I speak, by the way, not with any sense of futility, but with a panicky conviction of the absolute meaninglessness of existence which could easily be misinterpreted as pessimism.
It is not. It is merely a healthy concern for the predicament of modern man. (Modern man is here defined as any person born after Nietzsche's edict that "God is dead," but before the hit recording "I Wanna Hold Your Hand.") This "predicament" can be stated one of two ways, though certain linguistic philosophers prefer to reduce it to a mathematical equation where it can be easily solved and even carried around in the wallet.
Among the purposes implied by these paragraphs are the following:
- Mockery of the grand, lofty, portentous topics of many commencement speeches.
- Mockery of the self-important tone of many commencement speakers.
- Mockery of the typical rhetoric of many commencement speeches, such as the common emphasis on facing a major choice in life.
- Comic juxtaposition of different styles and attitudes, as in the contrast between the self-assurance expressed in the first paragraph and the self-doubt and hesitation expressed in the second.
- Comic juxtaposition of “high” culture and “popular” culture, as in the reference to Nietzsche preceding a reference to The Beatles.
- Comic contrast between the beginning of a sentence and the conclusion of the sentence, as in the final sentence quoted.
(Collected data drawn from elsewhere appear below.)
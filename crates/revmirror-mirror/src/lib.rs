//! Keeps a local mirror current with its upstream and replays pushes
//! through the mirror's post-receive hook once the mirror has the commits.

pub mod attempt_log;
pub mod hook;
pub mod queue;
pub mod sendchange;
pub mod sync;
pub mod worker;

pub use attempt_log::AttemptLog;
pub use hook::{HookDispatcher, PostReceiveHook};
pub use queue::PendingQueue;
pub use sendchange::{
    send_ref_updates, BuildbotSendchange, ChangeSet, ChangeSink, ChangeSource, SendReport,
};
pub use sync::{SyncOptions, SyncStatus, Synchronizer};
pub use worker::{JobEvent, MirrorOutcome, MirrorWorker, WorkerJob};

use revmirror_store::{LockGuard, RepoPaths};

/// Per-repository critical section.
///
/// Fetching, queue edits, and hook dispatch for one repository all happen
/// while this is held. Different repositories never contend.
#[derive(Debug)]
pub struct RepoLock {
    _guard: LockGuard,
}

impl RepoLock {
    pub fn acquire(paths: &RepoPaths) -> anyhow::Result<Self> {
        paths.ensure_layout()?;
        Ok(Self {
            _guard: LockGuard::acquire(&paths.lock_file)?,
        })
    }

    /// Fails instead of waiting when a worker holds the lock.
    pub fn try_acquire(paths: &RepoPaths) -> anyhow::Result<Self> {
        paths.ensure_layout()?;
        Ok(Self {
            _guard: LockGuard::try_acquire(&paths.lock_file)?,
        })
    }
}

#[cfg(test)]
mod tests {
    use super::*;

    #[test]
    fn repositories_lock_independently() {
        let tmp = tempfile::tempdir().unwrap();
        let a = RepoPaths::new(tmp.path().join("a"));
        let b = RepoPaths::new(tmp.path().join("b"));
        let _held = RepoLock::acquire(&a).unwrap();
        assert!(RepoLock::try_acquire(&a).is_err());
        assert!(RepoLock::try_acquire(&b).is_ok());
    }
}
use revmirror_ledger::SqliteStore;
use revmirror_mirror::{PendingQueue, RepoLock};
use revmirror_store::lock::read_holder;
use revmirror_store::{Config, StatePaths};

pub fn execute(paths: &StatePaths) -> anyhow::Result<()> {
    if !paths.is_initialized() {
        anyhow::bail!(
            "no state at {} (run `revmirror init` first)",
            paths.root.display()
        );
    }
    let config = Config::load(paths)?;
    println!("State: {}", paths.root.display());
    println!("Tracked ref: {}", config.tracked_ref);
    match &config.project_root {
        Some(root) => println!("Project root: {}", root.display()),
        None => println!("Project root: (not set)"),
    }
    println!(
        "Webhook secret: {}",
        if config.secret.is_some() { "set" } else { "(not set)" }
    );

    if paths.ledger_db.exists() {
        let store = SqliteStore::open(&paths.ledger_db)?;
        match store.tail()? {
            Some(tail) => println!(
                "Ledger: {} commits, tail #{} {} \"{}\"",
                store.commit_count()?,
                tail.seq,
                tail.commit.hash,
                tail.commit.subject()
            ),
            None => println!("Ledger: empty (run `revmirror seed <rev>`)"),
        }
        let waiting = store.todo_count()?;
        if waiting > 0 {
            println!("Staged links waiting: {waiting}");
        }
    } else {
        println!("Ledger: (not created)");
    }

    let mut repos: Vec<_> = match std::fs::read_dir(&paths.repos_dir) {
        Ok(dir) => dir
            .filter_map(Result::ok)
            .filter(|e| e.path().is_dir())
            .filter_map(|e| e.file_name().into_string().ok())
            .collect(),
        Err(_) => Vec::new(),
    };
    repos.sort();
    if repos.is_empty() {
        println!("Mirrors: (none updated yet)");
    }
    for repo in repos {
        let repo_paths = paths.repo(&repo);
        // Don't block on a running worker; report it instead.
        let Ok(lock) = RepoLock::try_acquire(&repo_paths) else {
            let pid = read_holder(&repo_paths.lock_file).unwrap_or_else(|| "?".into());
            println!("  {repo}: worker running (pid {pid})");
            continue;
        };
        let queued = PendingQueue::new(&repo_paths).load(&lock)?.len();
        println!("  {repo}: {queued} queued");
    }
    Ok(())
}
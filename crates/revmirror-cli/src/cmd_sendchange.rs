use std::io::BufRead;
use std::path::Path;

use revmirror_core::GitRepo;
use revmirror_mirror::{send_ref_updates, BuildbotSendchange};
use revmirror_store::{Config, StatePaths};

/// `revmirror sendchange`: post-receive consumer that notifies buildbot.
pub fn execute<R: BufRead>(
    paths: &StatePaths,
    reader: R,
    explicit_ref: Option<&str>,
    repo: Option<&Path>,
    program: Option<&Path>,
) -> anyhow::Result<()> {
    let config = Config::load(paths)?;
    let tracked = explicit_ref.map_or_else(|| config.tracked_ref.clone(), str::to_string);
    let dir = match repo {
        Some(dir) => dir.to_path_buf(),
        None => std::env::current_dir()?,
    };

    let mut sender = BuildbotSendchange::new(&config.buildbot_master, &config.buildbot_repository);
    if let Some(program) = program {
        sender = sender.with_program(program);
    }

    let report = send_ref_updates(reader, &tracked, &GitRepo::new(dir), &sender)?;
    tracing::info!(
        sent = report.sent,
        skipped = report.skipped_lines,
        failed = report.failed,
        master = %config.buildbot_master,
        "sendchange finished"
    );
    if report.failed > 0 {
        anyhow::bail!("{} change(s) could not be sent", report.failed);
    }
    Ok(())
}
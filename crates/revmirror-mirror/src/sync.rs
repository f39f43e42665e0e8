use std::time::Duration;

use revmirror_core::RemoteFetcher;

use crate::attempt_log::AttemptLog;
use crate::RepoLock;

/// Retry policy for the remote fetch.
#[derive(Debug, Clone, Copy, PartialEq, Eq)]
pub struct SyncOptions {
    pub max_attempts: u32,
    /// Fixed wait between attempts. No growth, no jitter.
    pub backoff: Duration,
}

impl Default for SyncOptions {
    fn default() -> Self {
        Self {
            max_attempts: 5,
            backoff: Duration::from_secs(3),
        }
    }
}

#[derive(Debug, Clone, Copy, PartialEq, Eq)]
pub enum SyncStatus {
    Succeeded { attempts: u32 },
    Failed { attempts: u32, last_exit_code: i32 },
}

impl SyncStatus {
    pub fn succeeded(&self) -> bool {
        matches!(self, Self::Succeeded { .. })
    }

    pub fn attempts(&self) -> u32 {
        match self {
            Self::Succeeded { attempts } | Self::Failed { attempts, .. } => *attempts,
        }
    }
}

/// Retries the remote fetch for one repository and records every attempt.
pub struct Synchronizer<'a, F: RemoteFetcher + ?Sized> {
    fetcher: &'a F,
    log: &'a AttemptLog,
    options: SyncOptions,
}

impl<'a, F: RemoteFetcher + ?Sized> Synchronizer<'a, F> {
    pub fn new(fetcher: &'a F, log: &'a AttemptLog, options: SyncOptions) -> Self {
        Self {
            fetcher,
            log,
            options,
        }
    }

    /// Run up to `max_attempts` fetches, stopping at the first exit code 0.
    ///
    /// Must be called inside the repository's critical section.
    pub fn synchronize(&self, _lock: &RepoLock) -> SyncStatus {
        self.log.reset();
        let max = self.options.max_attempts.max(1);
        let mut last_exit_code = -1;

        for attempt in 0..max {
            if attempt > 0 && !self.options.backoff.is_zero() {
                std::thread::sleep(self.options.backoff);
            }
            self.log.attempt_header(attempt);
            tracing::info!(attempt, "remote update");

            last_exit_code = match self.fetcher.fetch_remote() {
                Ok(out) => {
                    self.log.output(&out.output);
                    out.exit_code
                }
                Err(e) => {
                    self.log.output(format!("{e}\n").as_bytes());
                    -1
                }
            };
            if last_exit_code == 0 {
                return SyncStatus::Succeeded {
                    attempts: attempt + 1,
                };
            }
            self.log.failure(last_exit_code);
            tracing::warn!(attempt, exit_code = last_exit_code, "remote update failed");
        }

        tracing::error!(attempts = max, "remote update failed on every attempt");
        SyncStatus::Failed {
            attempts: max,
            last_exit_code,
        }
    }
}
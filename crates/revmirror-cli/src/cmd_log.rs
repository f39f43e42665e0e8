use revmirror_core::LedgerEntry;
use revmirror_ledger::SqliteStore;
use revmirror_store::StatePaths;
use time::format_description::well_known::Rfc3339;

pub fn execute(paths: &StatePaths, limit: usize, json: bool) -> anyhow::Result<()> {
    let store = SqliteStore::open(&paths.ledger_db)?;
    let entries = store.recent_commits(limit)?;

    if json {
        for entry in &entries {
            println!("{}", serde_json::to_string(entry)?);
        }
        return Ok(());
    }
    if entries.is_empty() {
        println!("(ledger is empty)");
    }
    for entry in &entries {
        println!("{}", format_entry(entry));
    }
    Ok(())
}

fn format_entry(entry: &LedgerEntry) -> String {
    let c = &entry.commit;
    let ts = c
        .timestamp
        .format(&Rfc3339)
        .unwrap_or_else(|_| c.timestamp.unix_timestamp().to_string());
    let short = &c.hash.as_str()[..c.hash.as_str().len().min(10)];
    format!(
        "{:>6}  {short}  {ts}  {} <{}>  {}",
        entry.seq,
        c.author_name,
        c.author_email,
        c.subject()
    )
}
use std::path::PathBuf;
use std::time::Duration;

use revmirror_core::GitRepo;
use revmirror_mirror::{MirrorWorker, PostReceiveHook, SyncOptions, WorkerJob};
use revmirror_store::paths::is_plain_component;
use revmirror_store::{Config, StatePaths};

pub fn execute(
    paths: &StatePaths,
    repo: String,
    repo_path: PathBuf,
    event: &str,
    push: &[String],
) -> anyhow::Result<()> {
    if !is_plain_component(&repo) {
        anyhow::bail!("invalid repository name: {repo:?}");
    }
    let job = WorkerJob::from_parts(repo, repo_path, event, push)?;
    let config = Config::load(paths)?;
    let options = SyncOptions {
        max_attempts: config.max_attempts,
        backoff: Duration::from_secs(config.backoff_secs),
    };

    let mirror = GitRepo::new(&job.repo_path);
    let hook = PostReceiveHook::new(&job.repo_path);
    let worker = MirrorWorker::new(paths.repo(&job.repo), &mirror, &hook, options);
    let outcome = worker.run(&job.event)?;

    if outcome.status.succeeded() {
        println!("OK");
        Ok(())
    } else {
        anyhow::bail!(
            "git remote update failed after {} attempt(s); {} action(s) queued (see {})",
            outcome.status.attempts(),
            outcome.queued,
            paths.repo(&job.repo).log_file.display()
        )
    }
}
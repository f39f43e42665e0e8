use serde::{Deserialize, Serialize, Serializer};
use std::borrow::Cow;
use std::fmt;
use std::str::FromStr;
use time::OffsetDateTime;

use crate::error::Error;

/// Default branch whose history is recorded in the ledger.
pub const DEFAULT_TRACKED_REF: &str = "refs/heads/master";

/// A commit identifier as printed by git (abbreviated or full hex).
#[derive(Debug, Clone, PartialEq, Eq, Hash, PartialOrd, Ord, Serialize, Deserialize)]
#[serde(try_from = "String", into = "String")]
pub struct CommitId(String);

impl CommitId {
    pub fn as_str(&self) -> &str {
        &self.0
    }

    /// GitHub and git use the all-zero id for "no commit" (branch creation/deletion).
    pub fn is_null(&self) -> bool {
        self.0.bytes().all(|b| b == b'0')
    }
}

impl FromStr for CommitId {
    type Err = Error;

    fn from_str(s: &str) -> Result<Self, Self::Err> {
        let s = s.trim();
        let well_formed =
            (4..=64).contains(&s.len()) && s.bytes().all(|b| b.is_ascii_hexdigit());
        if !well_formed {
            return Err(Error::InvalidCommitId(s.to_string()));
        }
        Ok(Self(s.to_ascii_lowercase()))
    }
}

impl TryFrom<String> for CommitId {
    type Error = Error;

    fn try_from(value: String) -> Result<Self, Self::Error> {
        value.parse()
    }
}

impl From<CommitId> for String {
    fn from(id: CommitId) -> Self {
        id.0
    }
}

impl fmt::Display for CommitId {
    fn fmt(&self, f: &mut fmt::Formatter<'_>) -> fmt::Result {
        f.write_str(&self.0)
    }
}

/// Everything reachable from `new` but not from `old`.
#[derive(Debug, Clone, PartialEq, Eq)]
pub struct RevisionRange {
    pub old: CommitId,
    pub new: CommitId,
}

impl RevisionRange {
    pub fn new(old: CommitId, new: CommitId) -> Self {
        Self { old, new }
    }
}

/// A single-step chain link waiting to be folded into the ledger.
#[derive(Debug, Clone, PartialEq, Eq, Hash, PartialOrd, Ord)]
pub struct TodoEntry {
    pub old: CommitId,
    pub new: CommitId,
}

/// Commit metadata as reported by the revision source.
#[derive(Debug, Clone, PartialEq, Eq)]
pub struct CommitMeta {
    pub author_name: String,
    pub author_email: String,
    pub timestamp: OffsetDateTime,
    /// Raw message bytes; git does not guarantee an encoding.
    pub message: Vec<u8>,
}

/// A canonical ledger commit. Immutable once inserted.
#[derive(Debug, Clone, PartialEq, Eq, Serialize)]
pub struct Commit {
    pub hash: CommitId,
    pub author_name: String,
    pub author_email: String,
    #[serde(with = "time::serde::rfc3339")]
    pub timestamp: OffsetDateTime,
    #[serde(serialize_with = "lossy_text")]
    pub message: Vec<u8>,
}

impl Commit {
    pub fn from_meta(hash: CommitId, meta: CommitMeta) -> Self {
        Self {
            hash,
            author_name: meta.author_name,
            author_email: meta.author_email,
            timestamp: meta.timestamp,
            message: meta.message,
        }
    }

    /// The message for display. Invalid UTF-8 becomes U+FFFD.
    pub fn message_text(&self) -> Cow<'_, str> {
        String::from_utf8_lossy(&self.message)
    }

    /// First line of the commit message, for display.
    pub fn subject(&self) -> Cow<'_, str> {
        let first = self.message.split(|&b| b == b'\n').next().unwrap_or_default();
        String::from_utf8_lossy(first.strip_suffix(b"\r").unwrap_or(first))
    }
}

fn lossy_text<S: Serializer>(bytes: &[u8], serializer: S) -> Result<S::Ok, S::Error> {
    serializer.serialize_str(&String::from_utf8_lossy(bytes))
}

/// A ledger row: the commit plus its insertion sequence number.
#[derive(Debug, Clone, PartialEq, Eq, Serialize)]
pub struct LedgerEntry {
    pub seq: i64,
    #[serde(flatten)]
    pub commit: Commit,
}

/// One queued post-receive invocation, recorded per push notification.
///
/// `before`/`after` stay raw strings: pushes that create or delete a branch
/// carry the all-zero id and the downstream hook expects them verbatim.
#[derive(Debug, Clone, PartialEq, Eq, Serialize, Deserialize)]
pub struct PendingAction {
    pub before: String,
    pub after: String,
    #[serde(rename = "ref")]
    pub ref_name: String,
}

impl PendingAction {
    pub fn new(
        before: impl Into<String>,
        after: impl Into<String>,
        ref_name: impl Into<String>,
    ) -> Self {
        Self {
            before: before.into(),
            after: after.into(),
            ref_name: ref_name.into(),
        }
    }

    /// The line a post-receive hook reads on stdin.
    pub fn hook_line(&self) -> String {
        format!("{} {} {}\n", self.before, self.after, self.ref_name)
    }
}

/// One `old new ref` line as delivered to a post-receive hook.
#[derive(Debug, Clone, PartialEq, Eq)]
pub struct RefUpdate {
    pub old: CommitId,
    pub new: CommitId,
    pub ref_name: String,
}

impl FromStr for RefUpdate {
    type Err = Error;

    fn from_str(line: &str) -> Result<Self, Self::Err> {
        let mut parts = line.split_whitespace();
        match (parts.next(), parts.next(), parts.next()) {
            (Some(old), Some(new), Some(ref_name)) => Ok(Self {
                old: old.parse()?,
                new: new.parse()?,
                ref_name: ref_name.to_string(),
            }),
            _ => Err(Error::Protocol(format!("malformed ref update line: {line:?}"))),
        }
    }
}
Other implied purposes of this speech might include the following:
- The speech gives Allen a chance to display his humor, wit, and whimsicality.
- It gives Allen a chance to display his knowledge in a way that is non-pretentious (partly because it pretends to be pretentious).
- It gives the audience the pleasure of recognizing how Allen is mocking and subverting so many of the well-known conventions of commencement speeches.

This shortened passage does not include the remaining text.